Problem to solve: Check each line of the entries below for the word "usize", and copy out the ones that have it.

Records supplied:
#[cfg(test)]
mod tests {
    use super::*;
    use crate::beatmap::{NoteSourceStrategy, TrackInfo, default_strategies};
    use crate::playback::ManualClock;
    use std::fs;
    use std::path::Path;

    fn scenario_session(dir: &Path) -> Session<ManualClock> {
        let path = dir.join("beatmap.json");
        fs::write(
            &path,
            r#"{"notes": [{"lane": 0, "time": 2.0}, {"lane": 0, "time": 3.0}, {"lane": 0, "time": 4.0}]}"#,
        )
        .unwrap();
        let loader = BeatmapLoader::new(
            vec![NoteSourceStrategy::BeatmapFile(path)],
            TrackInfo::new(None, Some(10.0)),
            0,
        );
        Session::new(ManualClock::new(Some(10.0)), loader, SessionConfig::default())
    }

    fn random_session(seed: u64) -> Session<ManualClock> {
        let loader = BeatmapLoader::new(
            default_strategies(None),
            TrackInfo::new(None, Some(30.0)),
            seed,
        );
        Session::new(ManualClock::new(Some(30.0)), loader, SessionConfig::default())
    }

    fn tick_at(session: &mut Session<ManualClock>, time: f64) {
        session.playback_mut().advance_to(time);
        session.tick();
    }

    #[test]
    fn test_reference_scenario() {
        let dir = tempfile::tempdir().unwrap();
        let mut session = scenario_session(dir.path());
        assert_eq!(session.note_source(), Some(NoteSourceKind::File));
        session.start().unwrap();

        tick_at(&mut session, 2.0);
        assert_eq!(session.key_down(0).tier(), Some(JudgmentTier::Perfect));

        tick_at(&mut session, 3.06);
        assert_eq!(session.key_down(0).tier(), Some(JudgmentTier::Good));

        tick_at(&mut session, 4.1);
        assert_eq!(session.stats().counts.miss, 0);
        tick_at(&mut session, 4.2);
        assert_eq!(session.stats().counts.miss, 1);

        assert_eq!(session.key_down_at(0, 100.0), JudgeOutcome::NoMatch);

        tick_at(&mut session, 10.0);
        assert_eq!(session.phase(), SessionPhase::Result);

        let summary = session.render_state().result.unwrap();
        assert_eq!(summary.score, 150);
        assert_eq!(summary.max_combo, 2);
        assert_eq!(summary.counts.perfect, 1);
        assert_eq!(summary.counts.good, 1);
        assert_eq!(summary.counts.miss, 1);
        assert_eq!(summary.total_notes, 3);
    }

    #[test]
    fn test_stray_press_changes_nothing() {
        let dir = tempfile::tempdir().unwrap();
        let mut session = scenario_session(dir.path());
        session.start().unwrap();
        tick_at(&mut session, 2.0);
        session.key_down(0);
        let before = session.stats().clone();

        tick_at(&mut session, 2.5);
        for lane in 0..LANE_COUNT {
            assert_eq!(session.key_down(lane), JudgeOutcome::NoMatch);
        }
        assert_eq!(session.key_down(7), JudgeOutcome::NoMatch);
        assert_eq!(session.stats(), &before);
    }

    #[test]
    fn test_presses_ignored_outside_playing() {
        let dir = tempfile::tempdir().unwrap();
        let mut session = scenario_session(dir.path());
        assert_eq!(session.key_down_at(0, 2.0), JudgeOutcome::NoMatch);
        assert_eq!(session.timeline().resolved_count(), 0);
    }

    #[test]
    fn test_invalid_commands_are_rejected() {
        let mut session = random_session(1);
        assert!(matches!(
            session.abort(),
            Err(Error::InvalidTransition { phase: SessionPhase::Title, .. })
        ));
        assert!(session.replay().is_err());
        assert_eq!(session.phase(), SessionPhase::Title);

        session.start().unwrap();
        assert!(session.start().is_err());
        assert_eq!(session.phase(), SessionPhase::Playing);
    }

    #[test]
    fn test_abort_stops_playback() {
        let mut session = random_session(1);
        session.start().unwrap();
        assert!(session.playback().is_running());
        session.abort().unwrap();
        assert_eq!(session.phase(), SessionPhase::Result);
        assert!(!session.playback().is_running());
    }

    #[test]
    fn test_track_load_failure_goes_to_result() {
        let loader = BeatmapLoader::new(default_strategies(None), TrackInfo::default(), 3);
        let mut session = Session::new(
            ManualClock::failing("missing.mp3"),
            loader,
            SessionConfig::default(),
        );
        let err = session.start().unwrap_err();
        assert!(matches!(err, Error::TrackLoadFailure(_)));
        assert_eq!(session.phase(), SessionPhase::Result);

        let summary = session.result_summary();
        assert_eq!(summary.counts.total(), 0);
        assert_eq!(summary.rank, crate::game::Rank::E);
    }

    #[test]
    fn test_replay_resets_stats_and_regenerates_timeline() {
        let mut session = random_session(9);
        let first_notes: Vec<(usize, f64)> = session
            .timeline()
            .notes()
            .iter()
            .map(|n| (n.lane, n.time))
            .collect();

        session.start().unwrap();
        for step in 1..=40 {
            tick_at(&mut session, step as f64 * 0.5);
            for lane in 0..LANE_COUNT {
                session.key_down(lane);
            }
        }
        assert!(session.stats().judged_notes() > 0);
        session.abort().unwrap();

        session.replay().unwrap();
        assert_eq!(session.phase(), SessionPhase::Title);
        session.start().unwrap();

        assert_eq!(session.stats(), &SessionStats::default());
        assert_eq!(session.timeline().resolved_count(), 0);
        let second_notes: Vec<(usize, f64)> = session
            .timeline()
            .notes()
            .iter()
            .map(|n| (n.lane, n.time))
            .collect();
        assert_ne!(first_notes, second_notes);
    }

    #[test]
    fn test_hit_flags_flip_at_most_once() {
        let mut session = random_session(4);
        session.start().unwrap();
        let mut resolved_before = 0;
        for step in 1..=700 {
            let time = step as f64 / 20.0;
            tick_at(&mut session, time);
            session.key_down(step % LANE_COUNT);
            let resolved = session.timeline().resolved_count();
            assert!(resolved >= resolved_before);
            resolved_before = resolved;
        }
        assert_eq!(session.phase(), SessionPhase::Result);
        assert_eq!(
            session.stats().judged_notes() as usize,
            session.timeline().len()
        );
    }

    #[test]
    fn test_render_state_positions_and_judgment_age() {
        let dir = tempfile::tempdir().unwrap();
        let mut session = scenario_session(dir.path());
        session.start().unwrap();

        tick_at(&mut session, 1.0);
        let state = session.render_state();
        assert_eq!(state.phase, SessionPhase::Playing);
        assert_eq!(state.notes.len(), 3);
        // 2.0s note is one second above the judgment line
        assert_eq!(state.notes[0].y, 100.0);
        assert!(state.judgment.is_none());

        tick_at(&mut session, 2.0);
        session.key_down(0);
        let state = session.render_state();
        assert_eq!(state.notes.len(), 2);
        assert_eq!(state.score, 100);
        assert_eq!(state.combo, 1);
        assert_eq!(state.judgment.unwrap().tier, JudgmentTier::Perfect);

        tick_at(&mut session, 2.4);
        assert!(session.render_state().judgment.is_some());
        tick_at(&mut session, 2.6);
        assert!(session.render_state().judgment.is_none());
    }

    #[test]
    fn test_events_are_queued_and_drained() {
        let dir = tempfile::tempdir().unwrap();
        let mut session = scenario_session(dir.path());
        session.drain_events();
        session.start().unwrap();
        tick_at(&mut session, 2.0);
        session.key_down(0);
        tick_at(&mut session, 5.0);

        let events = session.drain_events();
        assert_eq!(
            events[0],
            SessionEvent::PhaseChanged {
                from: SessionPhase::Title,
                to: SessionPhase::Playing
            }
        );
        let tiers: Vec<JudgmentTier> = events.iter().filter_map(|e| e.tier()).collect();
        assert_eq!(
            tiers,
            vec![JudgmentTier::Perfect, JudgmentTier::Miss, JudgmentTier::Miss]
        );
        assert!(session.drain_events().is_empty());
    }

    #[test]
    fn test_quit_from_result() {
        let mut session = random_session(2);
        session.start().unwrap();
        session.abort().unwrap();
        session.quit().unwrap();
        assert_eq!(session.phase(), SessionPhase::Terminated);
        assert!(session.quit().is_err());
    }

    #[test]
    fn test_same_seed_same_timeline() {
        let a = random_session(21);
        let b = random_session(21);
        assert_eq!(a.timeline().notes(), b.timeline().notes());
    }
}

Result of this task:
        let first_notes: Vec<(usize, f64)> = session
        let second_notes: Vec<(usize, f64)> = session
            session.stats().judged_notes() as usize,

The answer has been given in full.